Entries taken from a collection
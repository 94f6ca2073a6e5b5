// Copyright 2024 ICX Tools Developers
// SPDX-License-Identifier: MIT

use icx_identity::{Address, IcxSigner};
use serde_json::{json, Value};

use crate::config::Config;
use crate::jsonrpc::{ClientError, Endpoint, JsonRpcClient, JsonRpcClientImpl};
use crate::transaction::{sign_transaction, TransactionError};

// RPC methods
mod methods {
    pub const GET_TOTAL_SUPPLY: &str = "icx_getTotalSupply";
    pub const GET_BALANCE: &str = "icx_getBalance";
    pub const GET_LAST_BLOCK: &str = "icx_getLastBlock";
    pub const GET_TRANSACTION_RESULT: &str = "icx_getTransactionResult";
    pub const SEND_TRANSACTION: &str = "icx_sendTransaction";
    pub const CALL: &str = "icx_call";
}

#[derive(Debug, thiserror::Error)]
pub enum ApiError {
    #[error(transparent)]
    Client(#[from] ClientError),
    #[error(transparent)]
    Transaction(#[from] TransactionError),
    #[error("unexpected result for {method}: {result}")]
    UnexpectedResult { method: &'static str, result: Value },
}

/// Typed wrappers over the node's `icx_*` JSON-RPC methods.
///
/// # Examples
/// ```no_run
/// use icx_provider::IcxJsonRpcClient;
///
/// #[tokio::main]
/// async fn main() {
///     let client = IcxJsonRpcClient::from_url("http://127.0.0.1:9000/api/v3", None).unwrap();
///     println!("total supply: {}", client.get_total_supply().await.unwrap());
/// }
/// ```
pub struct IcxJsonRpcClient<T: JsonRpcClient> {
    client: T,
}

impl<T: JsonRpcClient> IcxJsonRpcClient<T> {
    pub fn new(client: T) -> Self {
        Self { client }
    }

    pub fn inner(&self) -> &T {
        &self.client
    }
}

impl<T: JsonRpcClient + Send + Sync> IcxJsonRpcClient<T> {
    pub async fn get_total_supply(&self) -> Result<String, ApiError> {
        let r = self.client.request(methods::GET_TOTAL_SUPPLY, None).await?;
        log::debug!("received get_total_supply response: {r:?}");
        expect_string(methods::GET_TOTAL_SUPPLY, r)
    }

    pub async fn get_balance(&self, address: &Address) -> Result<String, ApiError> {
        let params = json!({ "address": address.to_string() });
        let r = self.client.request(methods::GET_BALANCE, Some(params)).await?;
        log::debug!("received get_balance response: {r:?}");
        expect_string(methods::GET_BALANCE, r)
    }

    pub async fn get_last_block(&self) -> Result<Value, ApiError> {
        let r = self.client.request(methods::GET_LAST_BLOCK, None).await?;
        log::debug!("received get_last_block response: {r:?}");
        Ok(r)
    }

    pub async fn get_transaction_result(&self, tx_hash: &str) -> Result<Value, ApiError> {
        let params = json!({ "txHash": tx_hash });
        let r = self
            .client
            .request(methods::GET_TRANSACTION_RESULT, Some(params))
            .await?;
        log::debug!("received get_transaction_result response: {r:?}");
        Ok(r)
    }

    /// Read only call of a score method.
    pub async fn call(&self, params: Value) -> Result<Value, ApiError> {
        let r = self.client.request(methods::CALL, Some(params)).await?;
        Ok(r)
    }

    /// Sends already signed transaction params and returns the transaction hash.
    pub async fn send_transaction(&self, signed_params: Value) -> Result<String, ApiError> {
        let r = self
            .client
            .request(methods::SEND_TRANSACTION, Some(signed_params))
            .await?;
        log::info!("sent transaction: {r}");
        expect_string(methods::SEND_TRANSACTION, r)
    }

    /// Signs the params with `signer` and sends them.
    pub async fn sign_and_send(
        &self,
        signer: &IcxSigner,
        params: Value,
    ) -> Result<String, ApiError> {
        let signed = sign_transaction(signer, params)?;
        self.send_transaction(signed).await
    }
}

impl IcxJsonRpcClient<JsonRpcClientImpl> {
    pub fn from_url(url: &str, auth_token: Option<&str>) -> Result<Self, ClientError> {
        let endpoint = url.parse::<Endpoint>()?;
        Ok(Self::new(JsonRpcClientImpl::new(endpoint, auth_token)?))
    }

    /// A client that sends requests to the endpoint defined in the config's `[client]` table.
    pub fn from_config(config: &Config) -> Result<Self, ClientError> {
        let jsonrpc_client = JsonRpcClientImpl::new(
            config.client.uri.clone(),
            config.client.auth_token.as_deref(),
        )?;
        Ok(Self::new(jsonrpc_client))
    }
}

fn expect_string(method: &'static str, result: Value) -> Result<String, ApiError> {
    match result {
        Value::String(s) => Ok(s),
        result => Err(ApiError::UnexpectedResult { method, result }),
    }
}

*Work instruction*. Look through the records for the word "crate". Every line that has it should be copied.

*Answer to the exercise*.
use crate::config::Config;
use crate::jsonrpc::{ClientError, Endpoint, JsonRpcClient, JsonRpcClientImpl};
use crate::transaction::{sign_transaction, TransactionError};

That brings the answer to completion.